Jong Woo’s Status Report for 10/08/2022

 

  • What did you personally accomplish this week on the project? Give files or photos that demonstrate your progress. Prove to the reader that you put sufficient effort into the project over the course of the week (12+ hours).

          First half of this week was spent on the preparation and rehearsal of the Design Presentation, as I was the presenter of team B1-Awareables.

          Latter half of this week was primarily invested in further research on segmentation and partial implementation of horizontal segmentation. After I obtain the region of image (ROI) after the initial pre-processing, the next step to proceed is the vertical and horizontal segmentation, a process of dividing the original ROI to vertical and horizontal segments of crops, in order to process into final cropped images of individual braille characters. 

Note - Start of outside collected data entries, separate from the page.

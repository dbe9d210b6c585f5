// storefront/src/lib.rs

//! Storefront service: catalog, reserving cart, orders and accounts over
//! JSON/HTTP.

pub mod config;
pub mod errors;
pub mod models;
pub mod pagination;
pub mod pipelines;
pub mod repositories;
pub mod seed;
pub mod services;
pub mod sessions;
pub mod state;
pub mod web;
// storefront/src/pipelines/checkout_pipeline.rs

use storefront_flow::{ContextData, FlowResult, Pipeline, PipelineControl, Registry};
use tracing::{info, warn};

use crate::errors::AppError;
use crate::pipelines::common_steps;
use crate::pipelines::contexts::{CheckoutCtxData, CompleteOrderCtxData};
use crate::services::cart::{self, CartError};
use crate::services::{mailer, orders};

pub fn register_checkout_pipeline(registry: &Registry<AppError>) -> FlowResult<()> {
  let mut p = Pipeline::<CheckoutCtxData, AppError>::new(&[
    ("ensure_cart_not_empty", false, None),
    ("place_order", false, None),
    ("send_order_confirmation", true, None),
  ]);

  p.on_root("ensure_cart_not_empty", |ctx_data: ContextData<CheckoutCtxData>| {
    Box::pin(async move {
      let guard = ctx_data.read();
      guard.cart.ensure_open()?;
      if guard.cart.is_empty() {
        return Err(AppError::from(CartError::EmptyCart));
      }
      Ok(PipelineControl::Continue)
    })
  })?;

  p.on_root("place_order", |ctx_data: ContextData<CheckoutCtxData>| {
    Box::pin(async move {
      let (order_repo, user_id, mut working_cart) = {
        let mut guard = ctx_data.write();
        (guard.app_state.orders.clone(), guard.user_id, std::mem::take(&mut guard.cart))
      };

      let placed = cart::checkout(order_repo.as_ref(), &mut working_cart, user_id).await;
      let mut guard = ctx_data.write();
      guard.cart = working_cart;
      let order = placed?;
      info!(order_id = %order.id, items = order.total_items(), total_cents = order.total_sum_cents(), "Order placed.");
      guard.order = Some(order);
      Ok::<_, AppError>(PipelineControl::Continue)
    })
  })?;

  p.on_root("send_order_confirmation", |ctx_data: ContextData<CheckoutCtxData>| {
    Box::pin(async move {
      let (app_state, email, username, order) = {
        let guard = ctx_data.read();
        (
          guard.app_state.clone(),
          guard.email.clone(),
          guard.username.clone(),
          guard.order.clone(),
        )
      };
      let Some(order) = order else {
        warn!("No order to confirm.");
        return Ok(PipelineControl::Continue);
      };

      let mail = mailer::order_placed_mail(&email, &username, &order);
      common_steps::send_mail_step(&app_state, mail).await?;
      ctx_data.write().confirmation_sent = true;
      Ok::<_, AppError>(PipelineControl::Continue)
    })
  })?;

  registry.register_pipeline(p);
  info!("Checkout pipeline registered.");
  Ok(())
}

/// Registers the admin order completion flow.
pub fn register_complete_order_pipeline(registry: &Registry<AppError>) -> FlowResult<()> {
  let mut p = Pipeline::<CompleteOrderCtxData, AppError>::new(&[
    ("load_order", false, None),
    ("ensure_open", false, None),
    ("apply_completion", false, None),
  ]);

  p.on_root("load_order", |ctx_data: ContextData<CompleteOrderCtxData>| {
    Box::pin(async move {
      let (order_repo, order_id) = {
        let guard = ctx_data.read();
        (guard.app_state.orders.clone(), guard.order_id)
      };

      let order = orders::order_detail(order_repo.as_ref(), order_id).await?;
      ctx_data.write().order = Some(order);
      Ok::<_, AppError>(PipelineControl::Continue)
    })
  })?;

  p.on_root("ensure_open", |ctx_data: ContextData<CompleteOrderCtxData>| {
    Box::pin(async move {
      let completed = ctx_data.read().order.as_ref().is_some_and(|o| o.is_completed);
      if completed {
        return Err(AppError::Conflict("Order is already completed.".to_string()));
      }
      Ok(PipelineControl::Continue)
    })
  })?;

  // The repository re-checks under a row lock.
  p.on_root("apply_completion", |ctx_data: ContextData<CompleteOrderCtxData>| {
    Box::pin(async move {
      let (order_repo, order_id) = {
        let guard = ctx_data.read();
        (guard.app_state.orders.clone(), guard.order_id)
      };

      let order = orders::complete_order(order_repo.as_ref(), order_id).await?;
      ctx_data.write().order = Some(order);
      Ok::<_, AppError>(PipelineControl::Continue)
    })
  })?;

  registry.register_pipeline(p);
  info!("Order completion pipeline registered.");
  Ok(())
}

            After some research, I found out that the approach for the horizontal and vertical segmentations should be a little bit different. More specifically, for horizontal segmentation, there are two different approach options: 1) Using hough transform lines, and 2) manually grouping individual rows by label, assigning labels to each row based on whether they are following each other or not (i.e. diff >1), and then find the mean row value associated with each label to color each row lines for horizontal segmentation. For vertical segmentation in specific, since the space between the dots depends on the letters following each other, the similar “2)” approach from horizontal segmentation should be somewhat adapted using Hough transformation, which will be further explored in the coming weeks. 

For the horizontal segmentation, this is the current result: 

Next steps would be to crop individual rows of ROI and save them into individual segmented rows which will be further vertically segmented using Hough Transforms:

EX)

 +

 +

(further segmented rows of ROI)….

  • Is your progress on schedule or behind? If you are behind, what actions will be taken to catch up to the project schedule?

       Things that were due this week were i) start working on vertical & horizontal segmentation of the currently pre-processed images to attain cropped individual jpegs of braille alphabets, and 2) research on non-max suppression methods. This week I made some progress with horizontal segmentation and studied in depth how non-max suppression would be applied to our final filter. All goals were met and my progress is currently on schedule. 

  • What deliverables do you hope to complete in the next week?

         By the end of next week I plan on accomplishing the following: 1) Keep working on vertical & horizontal segmentation of the currently pre-processed images to attain cropped individual jpgs of braille alphabets, and 2) Further research and application of non-max suppression filters. 

Kevin’s Status Report for 10/01/2022

This week, my focus was looking at existing solutions for braille character classification and investigating the tools I would need for an in-house solution. This would help us get a better idea of how we should allocate our time and effort later in the development phase. I took some time to set up and train the GitHub repository I found last week. However, upon completion, I found that the training data was poorly labeled and, even considering the mislabeled data, it was not able to accurately classify our braille inputs.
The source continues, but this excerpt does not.